# Setup for Product Photography - help



## jeppevinum (Jul 5, 2014)

Hey! I need some help to setup some light for product photography. 
I have this picture to indicate the style i looking for. Maybe some of you know how to edit it too. 

http://www.acnestudios.com/shop/men/shirts/mario-stretch-washed-denim.html  <------ Click on the link to see the picture

My room look like this. And I have the light you see on the pictures.


----------



## jeppevinum (Jul 5, 2014)

I am sorry the pictures have rotate. I appreciate all the help i can get. 
Maybe if you have some tips for camera settings, I can use that too. 

/Jeppe


----------



## Braineack (Jul 5, 2014)

That shot is butterfly lighting.


----------



## jeppevinum (Jul 5, 2014)

What does butterfly lighting mean? I think its way you place the lights... but how


----------



## Braineack (Jul 5, 2014)

look at the catch lights and shadows.

main light directly in front and overhead of model.  reflector below to fill in shadows under chin.

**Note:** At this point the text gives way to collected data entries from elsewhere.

//! Stress tests for the shared memory allocator.
//!
//! These tests exercise the pool heap through its public wrapper under
//! churn and concurrency to verify the free list stays consistent and
//! accounting returns to zero.

use fusion::{Error, ShmPool, World, WorldConfig};
use std::sync::atomic::{AtomicU32, Ordering};
use std::thread;

fn test_config() -> WorldConfig {
    WorldConfig {
        tmpfs_dir: std::env::temp_dir(),
        madv_remove: false,
        main_pool_size: 256 * 1024,
        ..WorldConfig::default()
    }
}

fn fresh_world() -> World {
    static COUNTER: AtomicU32 = AtomicU32::new(0);
    let pid = rustix::process::getpid().as_raw_nonzero().get() as u32;
    let index = (pid % 50_000) * 200 + 100_000_000 + COUNTER.fetch_add(1, Ordering::Relaxed);
    let cfg = test_config();
    for pool_id in 0..4 {
        let _ = std::fs::remove_file(cfg.tmpfs_dir.join(format!("fusion.{index}.{pool_id}")));
    }
    World::create(index, cfg).unwrap()
}

/// Tiny deterministic PRNG so failures reproduce.
struct Lcg(u64);

impl Lcg {
    fn next(&mut self) -> u64 {
        self.0 = self.0.wrapping_mul(6364136223846793005).wrapping_add(1442695040888963407);
        self.0 >> 33
    }
}

// ============================================================================
// End-to-end allocation scenario
// ============================================================================

/// A 64 KiB pool serves 100 objects of 256 bytes, refuses allocations only
/// once genuinely full, and accounts every byte back after freeing.
#[test]
fn test_small_pool_end_to_end() {
    let world = fresh_world();
    let pool = world.create_pool("end to end", 65536).unwrap();
    // The pool name itself lives in the heap.
    let baseline = pool.stats().unwrap();

    let mut offsets = Vec::new();
    for i in 0..100 {
        match pool.allocate(256, true, true) {
            Ok(off) => {
                unsafe { *pool.ptr(off).cast::<u32>() = i };
                offsets.push(off);
            }
            Err(err) => panic!("allocation {i} failed early: {err}"),
        }
    }

    // Contents are intact and distinct.
    for (i, &off) in offsets.iter().enumerate() {
        assert_eq!(unsafe { *pool.ptr(off).cast::<u32>() }, i as u32);
    }

    // Keep allocating until the heap is genuinely exhausted.
    let mut extra = Vec::new();
    loop {
        match pool.allocate(256, false, true) {
            Ok(off) => extra.push(off),
            Err(Error::OutOfSharedMemory { .. }) => break,
            Err(err) => panic!("unexpected error: {err}"),
        }
    }
    assert!(!extra.is_empty(), "some headroom beyond 100 objects expected");

    for off in offsets.into_iter().chain(extra) {
        pool.deallocate(off, true).unwrap();
    }
    let stats = pool.stats().unwrap();
    assert_eq!(stats.bytes_used, baseline.bytes_used);
    assert_eq!(stats.chunks_used, 1, "only the pool name remains");

    world.destroy_pool(pool).unwrap();
}

// ============================================================================
// Randomized churn
// ============================================================================

/// Random mixed-size allocate/free/realloc churn with a shadow map; every
/// live allocation keeps its fill pattern and accounting balances at the end.
#[test]
fn test_randomized_churn_keeps_heap_consistent() {
    let world = fresh_world();
    let pool = world.create_pool("churn", 128 * 1024).unwrap();
    let baseline = pool.stats().unwrap();
    let mut rng = Lcg(0x5eed);
    let mut live: Vec<(u32, usize, u8)> = Vec::new();

    let check = |pool: &ShmPool, off: u32, len: usize, fill: u8| {
        let ok = unsafe { (0..len).all(|i| *pool.ptr(off).add(i) == fill) };
        assert!(ok, "allocation at {off:#x} lost its fill");
    };

    for round in 0..20_000u32 {
        match rng.next() % 10 {
            // Allocate, small sizes dominating like real workloads.
            0..=5 => {
                let size = match rng.next() % 4 {
                    0 => 1 + (rng.next() as usize % 8),
                    1 => 8 + (rng.next() as usize % 120),
                    2 => 128 + (rng.next() as usize % 1920),
                    _ => 2048 + (rng.next() as usize % 6144),
                };
                if let Ok(off) = pool.allocate(size, false, true) {
                    let fill = (round % 251 + 1) as u8;
                    unsafe { std::ptr::write_bytes(pool.ptr(off), fill, size) };
                    live.push((off, size, fill));
                }
            }
            // Free a random live allocation.
            6..=7 if !live.is_empty() => {
                let idx = rng.next() as usize % live.len();
                let (off, len, fill) = live.swap_remove(idx);
                check(&pool, off, len, fill);
                pool.deallocate(off, true).unwrap();
            }
            // Reallocate a random live allocation.
            8 if !live.is_empty() => {
                let idx = rng.next() as usize % live.len();
                let (off, len, fill) = live[idx];
                let new_len = 1 + (rng.next() as usize % 4096);
                if let Ok(new_off) = pool.reallocate(off, new_len, true) {
                    let kept = len.min(new_len);
                    check(&pool, new_off, kept, fill);
                    unsafe { std::ptr::write_bytes(pool.ptr(new_off), fill, new_len) };
                    live[idx] = (new_off, new_len, fill);
                }
            }
            _ => {}
        }
    }

    for (off, len, fill) in live.drain(..) {
        check(&pool, off, len, fill);
        pool.deallocate(off, true).unwrap();
    }
    let stats = pool.stats().unwrap();
    assert_eq!(stats.bytes_used, baseline.bytes_used);
    assert_eq!(stats.chunks_used, 1);

    world.destroy_pool(pool).unwrap();
}

// ============================================================================
// Concurrency
// ============================================================================

/// Threads hammering one pool through separate attachments never corrupt
/// each other's allocations.
#[test]
fn test_concurrent_allocations_do_not_collide() {
    let world = fresh_world();
    let pool = world.create_pool("threads", 192 * 1024).unwrap();
    let baseline = pool.stats().unwrap();
    let num_threads = 4;
    let iterations = 500;

    let handles: Vec<_> = (0..num_threads)
        .map(|thread_id: u8| {
            // A separate mapping per thread, as separate processes would have.
            let joined = World::join(world.world_index(), test_config()).unwrap();
            let pool = joined.attach_pool(1).unwrap();
            thread::spawn(move || {
                let mut mine = Vec::new();
                for i in 0..iterations {
                    let size = 16 + (i % 7) * 24;
                    if let Ok(off) = pool.allocate(size, false, true) {
                        unsafe { std::ptr::write_bytes(pool.ptr(off), thread_id + 1, size) };
                        mine.push((off, size));
                    }
                    if mine.len() > 20 {
                        let (off, size) = mine.remove(0);
                        let intact =
                            unsafe { (0..size).all(|k| *pool.ptr(off).add(k) == thread_id + 1) };
                        assert!(intact, "thread {thread_id} allocation was overwritten");
                        pool.deallocate(off, true).unwrap();
                    }
                }
                for (off, _) in mine {
                    pool.deallocate(off, true).unwrap();
                }
            })
        })
        .collect();

    for h in handles {
        h.join().unwrap();
    }

    let stats = pool.stats().unwrap();
    assert_eq!(stats.bytes_used, baseline.bytes_used);
    world.destroy_pool(pool).unwrap();
}

/// Fragment-heavy workload: many small allocations sharing blocks, freed
/// in an interleaved order, leave no residue.
#[test]
fn test_fragment_churn_returns_everything() {
    let world = fresh_world();
    let pool = world.create_pool("fragments", 64 * 1024).unwrap();
    let baseline = pool.stats().unwrap();

    let mut small: Vec<u32> = (0..256)
        .map(|_| pool.allocate(24, false, true).unwrap())
        .collect();
    // Free every other one, then the rest.
    let mut i = 0;
    small.retain(|&off| {
        i += 1;
        if i % 2 == 0 {
            pool.deallocate(off, true).unwrap();
            false
        } else {
            true
        }
    });
    // Holes are reused before the heap grows.
    let used_before = pool.stats().unwrap().bytes_used;
    let refill: Vec<u32> = (0..128)
        .map(|_| pool.allocate(24, false, true).unwrap())
        .collect();
    let used_after = pool.stats().unwrap().bytes_used;
    assert_eq!(used_after, used_before + 128 * 32);

    for off in small.into_iter().chain(refill) {
        pool.deallocate(off, true).unwrap();
    }
    assert_eq!(pool.stats().unwrap().bytes_used, baseline.bytes_used);
    world.destroy_pool(pool).unwrap();
}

then probably two bg lights to over expose the bg and allow light to creep around the rim.

black level is reduced in post to give it a muted/matte washed out effect.


----------



## jeppevinum (Jul 5, 2014)

Can you make a quick sketch, then I can fully understand it


----------



## Braineack (Jul 5, 2014)

Let me google that for you


http://www.diyphotography.net/one-light-portrait-setup-1-butterfly-lighting-optional-strobe/


----------



## jeppevinum (Jul 5, 2014)

What Lens and settings would you recommend?


----------



## Braineack (Jul 5, 2014)

did you steal all that lighting equipment?


----------



## jeppevinum (Jul 5, 2014)

Hahahah i have borrowed it from some different friends to find out, how much i actually need for myself.


----------



## tirediron (Jul 5, 2014)

Not really sure I'd call that 'butterfly'; it seems to be lacking most of the lower light source, but regardless, this is very easy to replicate.  You can do this with either three or four lights; four would make it easier.  Start with a white seamless background and mark a point say 8' in front of it; that will be the model's 'mark'.  Set up two lights to cross-light the background so that they're angled at about 45 degrees, and use the same modifier on each (medium or large softbox or similar).  Next place the model on the mark and if you have two more lights, then set them up (again using the same modifier) so that they are each about the same distance off of the lens axis and at a height which will allow the heads to be aimed slightly down; if you only have one light, then have it right on lens axis, and at a height which will allow it to be aimed slightly down.  With the background lights off, calculate your exposure for the model, let's say f8.  Once you've go that done, turn on your background lights and set them so that they're 2/3 - 1 stop above the key (model lights), say f11.  

That's it... done.  As long as the model stands on the same mark and you don't move the lights, you'll get a perfect exposure every time.


----------



## tirediron (Jul 5, 2014)

Whoops, just found out how to enlarge those images; you're right it is a butterfly pattern, sort of, at least going by the catchlights.


----------